Have you ever watched a scary movie in a different language? The fact that you need to read the subtitles and can’t take your eyes off the screen made it scarier. And saying words like “demonic spirit” in English are scary enough but saying them in Spanish, “Espiritu Demoniaco”, is like asking to be possessed.
The first spine-chilling scene happens in the basement, of course, when it’s made clear that the demon is now in Vero. Her mouth isn’t just opened wide as she lets out an almost unbearable screech, it’s widened so much as to turn it into a very unnatural maw, dramatised by her metal braces scraping against her teeth. Similar effects have been used before in movies like The Grudge and Origin of Evil, when demon possession is characterised by facial contortions. If that’s not your thing, or you think it is but you can’t get through this first scene, walk away! This movie is not for you.

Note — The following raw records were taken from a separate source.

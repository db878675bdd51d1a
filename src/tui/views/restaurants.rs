// Restaurants view
//
// Paginated restaurant listing with a name filter. Enter hands the
// highlighted restaurant to the dependent screens and jumps to its
// reservations; `a` opens the registration form.

use crate::api::models::Restaurant;
use crate::tui::app::App;
use crate::tui::components;
use crate::util::pad_to_width;
use ratatui::{
    layout::{Constraint, Direction, Layout, Rect},
    style::{Modifier, Style},
    text::{Line, Span},
    widgets::{Block, Borders, List, ListItem, Paragraph},
    Frame,
};

pub fn render(f: &mut Frame, area: Rect, app: &App) {
    let mut constraints = Vec::new();
    if app.search.is_some() {
        constraints.push(Constraint::Length(3));
    }
    constraints.push(Constraint::Min(3));
    constraints.push(Constraint::Length(1));

    let chunks = Layout::default()
        .direction(Direction::Vertical)
        .constraints(constraints)
        .split(area);

    let mut next = 0;
    if let Some(buffer) = &app.search {
        super::render_search_line(f, chunks[next], app, buffer);
        next += 1;
    }
    render_list(f, chunks[next], app);
    components::render_pagination(f, chunks[next + 1], &app.restaurants.pagination, &app.theme);
}

fn render_list(f: &mut Frame, area: Rect, app: &App) {
    let title = if app.restaurants_keyword.is_empty() {
        " Restaurants ".to_string()
    } else {
        format!(" Restaurants · \"{}\" ", app.restaurants_keyword)
    };

    let block = Block::default()
        .borders(Borders::ALL)
        .border_type(app.theme.border_type)
        .border_style(Style::default().fg(app.theme.border))
        .title(title)
        .title_bottom(Line::from(" ↵ reservations │ a add │ / search │ ←→ page ").centered());

    let inner = block.inner(area);
    f.render_widget(block, area);
    if inner.height < 2 {
        return;
    }

    let header_area = Rect::new(inner.x, inner.y, inner.width, 1);
    let rows_area = Rect::new(inner.x, inner.y + 1, inner.width, inner.height - 1);

    let header = format!(
        " {} {} {} {} {} {}",
        pad_to_width("ID", 6),
        pad_to_width("NAME", 22),
        pad_to_width("TYPE", 8),
        pad_to_width("SEATS", 5),
        pad_to_width("PARK", 4),
        "LOCATION"
    );
    f.render_widget(
        Paragraph::new(header).style(
            Style::default()
                .fg(app.theme.muted)
                .add_modifier(Modifier::BOLD),
        ),
        header_area,
    );

    if app.restaurants.rows.is_empty() {
        super::render_list_placeholder(
            f,
            rows_area,
            app,
            app.restaurants.loading,
            "No restaurants found",
        );
        return;
    }

    let height = rows_area.height as usize;
    let offset = if app.restaurants.cursor >= height {
        app.restaurants.cursor + 1 - height
    } else {
        0
    };

    let items: Vec<ListItem> = app
        .restaurants
        .rows
        .iter()
        .enumerate()
        .skip(offset)
        .take(height)
        .map(|(i, restaurant)| row_item(restaurant, app, i == app.restaurants.cursor))
        .collect();

    f.render_widget(List::new(items), rows_area);
}

fn row_item<'a>(restaurant: &Restaurant, app: &App, selected: bool) -> ListItem<'a> {
    let id = pad_to_width(&restaurant.restaurant_id.to_string(), 6);
    let name = pad_to_width(&restaurant.name, 22);
    let food_type = pad_to_width(&restaurant.food_type, 8);
    let seats = pad_to_width(&restaurant.total_seats.to_string(), 5);
    let parking = if restaurant.parking_available { "P" } else { "-" };
    let parking = pad_to_width(parking, 4);
    let location = format!("{} {}", restaurant.city, restaurant.district);

    if selected {
        return ListItem::new(format!(
            " {} {} {} {} {} {}",
            id, name, food_type, seats, parking, location
        ))
        .style(
            Style::default()
                .fg(app.theme.selection_fg)
                .bg(app.theme.selection)
                .add_modifier(Modifier::BOLD),
        );
    }

    ListItem::new(Line::from(vec![
        Span::raw(" "),
        Span::styled(id, Style::default().fg(app.theme.muted)),
        Span::raw(" "),
        Span::styled(name, Style::default().fg(app.theme.foreground)),
        Span::raw(" "),
        Span::styled(food_type, Style::default().fg(app.theme.info)),
        Span::raw(" "),
        Span::styled(seats, Style::default().fg(app.theme.foreground)),
        Span::raw(" "),
        Span::styled(parking, Style::default().fg(app.theme.muted)),
        Span::raw(" "),
        Span::styled(location, Style::default().fg(app.theme.muted)),
    ]))
}
//! Configuration for the admin console.
//!
//! Settings resolve env vars first, then the config file at
//! ~/.config/maitred/config.toml, then built-in defaults.

use serde::Deserialize;
use std::path::PathBuf;

/// Crate version, surfaced by `--version`
pub const VERSION: &str = env!("CARGO_PKG_VERSION");

// ─────────────────────────────────────────────────────────────────────────────
// Runtime settings
// ─────────────────────────────────────────────────────────────────────────────

/// Effective settings after all three layers resolve
#[derive(Debug, Clone)]
pub struct Config {
    /// Base URL of the reservation platform API
    pub api_url: String,

    /// URL of the browser login page printed when no valid session exists
    pub login_url: String,

    /// Whether to enable the TUI (can be disabled for headless session checks)
    pub enable_tui: bool,

    /// Rows requested per page from list endpoints
    pub page_size: u32,

    /// Theme name: "dark" or "light"
    pub theme: String,

    /// Logging section
    pub logging: LoggingConfig,
}

impl Default for Config {
    fn default() -> Self {
        Self {
            api_url: "http://localhost:8080".to_string(),
            login_url: "http://localhost:3000/login".to_string(),
            enable_tui: true,
            page_size: 8,
            theme: "dark".to_string(),
            logging: LoggingConfig::default(),
        }
    }
}

// ─────────────────────────────────────────────────────────────────────────────
// Log Rotation
// ─────────────────────────────────────────────────────────────────────────────

/// Log file rotation strategy
#[derive(Debug, Clone, Default, PartialEq)]
pub enum LogRotation {
    /// Rotate log files hourly
    Hourly,
    /// Rotate log files daily (default)
    #[default]
    Daily,
    /// Never rotate - single log file
    Never,
}

impl LogRotation {
    /// Parse rotation string from config
    pub fn from_str(s: &str) -> Self {
        match s.to_lowercase().as_str() {
            "hourly" => Self::Hourly,
            "daily" => Self::Daily,
            "never" => Self::Never,
            _ => Self::Daily, // Default to daily for unknown values
        }
    }

    /// Rotation name for config serialization
    pub fn as_str(&self) -> &str {
        match self {
            Self::Hourly => "hourly",
            Self::Daily => "daily",
            Self::Never => "never",
        }
    }
}

// ─────────────────────────────────────────────────────────────────────────────
// Logging Configuration
// ─────────────────────────────────────────────────────────────────────────────

/// Logging knobs shared by the in-app ring, stdout and the file layer
#[derive(Debug, Clone)]
pub struct LoggingConfig {
    /// Log level: trace, debug, info, warn, error
    pub level: String,
    /// Enable file logging (in addition to TUI buffer or stdout)
    pub file_enabled: bool,
    /// Directory for log files
    pub file_dir: PathBuf,
    /// Log file rotation strategy
    pub file_rotation: LogRotation,
    /// Prefix for log file names (e.g., "maitred" -> "maitred.2024-01-15.log")
    pub file_prefix: String,
}

impl Default for LoggingConfig {
    fn default() -> Self {
        Self {
            level: "info".to_string(),
            file_enabled: false, // Opt-in feature
            file_dir: PathBuf::from("./logs"),
            file_rotation: LogRotation::Daily,
            file_prefix: "maitred".to_string(),
        }
    }
}

/// Logging settings as loaded from config file
#[derive(Debug, Deserialize, Default)]
pub struct FileLogging {
    pub level: Option<String>,
    pub file_enabled: Option<bool>,
    pub file_dir: Option<String>,
    pub file_rotation: Option<String>,
    pub file_prefix: Option<String>,
}

impl LoggingConfig {
    /// Create from file config with defaults
    pub fn from_file(file: Option<FileLogging>) -> Self {
        let file = file.unwrap_or_default();
        let defaults = Self::default();

        Self {
            level: file.level.unwrap_or(defaults.level),
            file_enabled: file.file_enabled.unwrap_or(defaults.file_enabled),
            file_dir: file
                .file_dir
                .map(PathBuf::from)
                .unwrap_or(defaults.file_dir),
            file_rotation: file
                .file_rotation
                .map(|s| LogRotation::from_str(&s))
                .unwrap_or(defaults.file_rotation),
            file_prefix: file.file_prefix.unwrap_or(defaults.file_prefix),
        }
    }
}

// ─────────────────────────────────────────────────────────────────────────────
// On-disk shape
// ─────────────────────────────────────────────────────────────────────────────

/// What the config file may contain; every key optional so partial files load
#[derive(Debug, Deserialize, Default)]
pub(crate) struct FileConfig {
    pub api_url: Option<String>,
    pub login_url: Option<String>,
    pub page_size: Option<u32>,
    pub theme: Option<String>,

    /// The [logging] table, when present
    pub logging: Option<FileLogging>,
}

// ─────────────────────────────────────────────────────────────────────────────
// Loading
// ─────────────────────────────────────────────────────────────────────────────

impl Config {
    /// Path of the config file: ~/.config/maitred/config.toml.
    /// ~/.config is used on every platform, Windows included
    pub fn config_path() -> Option<PathBuf> {
        dirs::home_dir().map(|p| p.join(".config").join("maitred").join("config.toml"))
    }

    /// Write a default config file on first run so the knobs are there to
    /// find. Existing files are left alone.
    pub fn ensure_config_exists() {
        let Some(path) = Self::config_path() else {
            return;
        };
        if path.exists() {
            return;
        }

        if let Some(parent) = path.parent() {
            if std::fs::create_dir_all(parent).is_err() {
                return; // config is optional, never block startup on it
            }
        }

        // The template comes from to_toml() so the generated file always
        // parses back
        let _ = std::fs::write(&path, Self::default().to_toml());
    }

    /// Load file config if it exists.
    ///
    /// Exits the process when the file exists but cannot be parsed or read.
    /// This is intentional - a broken config should fail fast with a clear
    /// error, not silently fall back to defaults while the user debugs the
    /// wrong thing.
    fn load_file_config() -> FileConfig {
        let Some(path) = Self::config_path() else {
            return FileConfig::default();
        };

        match std::fs::read_to_string(&path) {
            Ok(contents) => match toml::from_str(&contents) {
                Ok(config) => config,
                Err(e) => {
                    // Fatal error - config exists but is invalid
                    eprintln!("\n╔══════════════════════════════════════════════╗");
                    eprintln!("║  CONFIG ERROR - Failed to parse config file  ║");
                    eprintln!("╚══════════════════════════════════════════════╝\n");
                    eprintln!("  File: {}\n", path.display());
                    eprintln!("  Error: {}\n", e);
                    eprintln!("  To reset, delete the file and restart maitred.\n");
                    std::process::exit(1);
                }
            },
            Err(e) if e.kind() == std::io::ErrorKind::NotFound => FileConfig::default(),
            Err(e) => {
                // The file is there but unreadable, e.g. permissions
                eprintln!("\n╔══════════════════════════════════════════════╗");
                eprintln!("║  CONFIG ERROR - Cannot read config file      ║");
                eprintln!("╚══════════════════════════════════════════════╝\n");
                eprintln!("  File: {}\n", path.display());
                eprintln!("  Error: {}\n", e);
                std::process::exit(1);
            }
        }
    }

    /// Load configuration: env vars -> file -> defaults
    pub fn from_env() -> Self {
        let file = Self::load_file_config();
        let defaults = Self::default();

        // API base URL: env > file > default
        let api_url = std::env::var("MAITRED_API_URL")
            .ok()
            .or(file.api_url)
            .unwrap_or(defaults.api_url);

        // Login page URL: env > file > default
        let login_url = std::env::var("MAITRED_LOGIN_URL")
            .ok()
            .or(file.login_url)
            .unwrap_or(defaults.login_url);

        // The TUI toggle is a run mode, not a preference; env only
        let enable_tui = std::env::var("MAITRED_NO_TUI")
            .map(|v| v != "1" && v.to_lowercase() != "true")
            .unwrap_or(true);

        // Page size: env > file > default, clamped to something the API accepts
        let page_size = std::env::var("MAITRED_PAGE_SIZE")
            .ok()
            .and_then(|v| v.parse().ok())
            .or(file.page_size)
            .unwrap_or(defaults.page_size)
            .clamp(1, 100);

        // Theme: env > file > default
        let theme = std::env::var("MAITRED_THEME")
            .ok()
            .or(file.theme)
            .unwrap_or(defaults.theme);

        let logging = LoggingConfig::from_file(file.logging);

        Self {
            api_url,
            login_url,
            enable_tui,
            page_size,
            theme,
            logging,
        }
    }
}

// ─────────────────────────────────────────────────────────────────────────────
// Serialization (single source of truth for the config file format)
// ─────────────────────────────────────────────────────────────────────────────

impl Config {
    /// Serialize the config to a commented TOML template.
    ///
    /// Used for both `ensure_config_exists()` and `config --reset`, so the
    /// generated file always matches what the loader understands.
    pub fn to_toml(&self) -> String {
        format!(
            r#"# maitred configuration
# Delete this file to regenerate defaults on next start.

# Base URL of the reservation platform API
api_url = "{api_url}"

# Browser login page printed when no valid admin session exists
login_url = "{login_url}"

# Rows requested per page from list endpoints (1-100)
page_size = {page_size}

# Theme: "dark" or "light"
theme = "{theme}"

[logging]
# Log level: trace, debug, info, warn, error
level = "{log_level}"
# Write structured JSON logs to files (in addition to the in-app log panel)
file_enabled = {file_enabled}
# Directory for log files
file_dir = "{file_dir}"
# Rotation: hourly, daily, never
file_rotation = "{file_rotation}"
# Prefix for log file names
file_prefix = "{file_prefix}"
"#,
            api_url = self.api_url,
            login_url = self.login_url,
            page_size = self.page_size,
            theme = self.theme,
            log_level = self.logging.level,
            file_enabled = self.logging.file_enabled,
            file_dir = self.logging.file_dir.display(),
            file_rotation = self.logging.file_rotation.as_str(),
            file_prefix = self.logging.file_prefix,
        )
    }
}

#[cfg(test)]
mod tests {
    use super::*;

    /// Verify that the serialized template can be parsed back.
    /// Catches TOML syntax errors in the to_toml() format string.
    #[test]
    fn test_config_roundtrip_default() {
        let config = Config::default();
        let toml_str = config.to_toml();

        let parsed: Result<FileConfig, _> = toml::from_str(&toml_str);
        assert!(
            parsed.is_ok(),
            "Default config should round-trip.\nTOML:\n{}\nError: {:?}",
            toml_str,
            parsed.err()
        );
    }

    #[test]
    fn test_roundtrip_preserves_values() {
        let mut config = Config::default();
        config.api_url = "https://api.example.com".to_string();
        config.page_size = 20;
        config.logging.file_rotation = LogRotation::Hourly;

        let parsed: FileConfig = toml::from_str(&config.to_toml()).unwrap();
        assert_eq!(parsed.api_url.as_deref(), Some("https://api.example.com"));
        assert_eq!(parsed.page_size, Some(20));
        let logging = LoggingConfig::from_file(parsed.logging);
        assert_eq!(logging.file_rotation, LogRotation::Hourly);
    }

    #[test]
    fn test_log_rotation_parse() {
        assert_eq!(LogRotation::from_str("hourly"), LogRotation::Hourly);
        assert_eq!(LogRotation::from_str("DAILY"), LogRotation::Daily);
        assert_eq!(LogRotation::from_str("never"), LogRotation::Never);
        // Unknown values fall back to daily
        assert_eq!(LogRotation::from_str("weekly"), LogRotation::Daily);
    }

    #[test]
    fn test_logging_from_file_partial() {
        let file = FileLogging {
            level: Some("debug".to_string()),
            ..Default::default()
        };
        let logging = LoggingConfig::from_file(Some(file));
        assert_eq!(logging.level, "debug");
        // Unspecified fields keep defaults
        assert!(!logging.file_enabled);
        assert_eq!(logging.file_prefix, "maitred");
    }
}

Did I mention there are children involved? Paco Plaza played dirty with this one. If there’s one thing I hate in a scary movie it is children. For some reason they make it ten times worse, bringing to life the term “little devil”. But the amazing child performances added a strong quality to the film, lessening the movie’s overall lack of finesse.
It’s evident that Veronica is neither a masterpiece nor life changing film but nevertheless it is very entertaining and worth the watch.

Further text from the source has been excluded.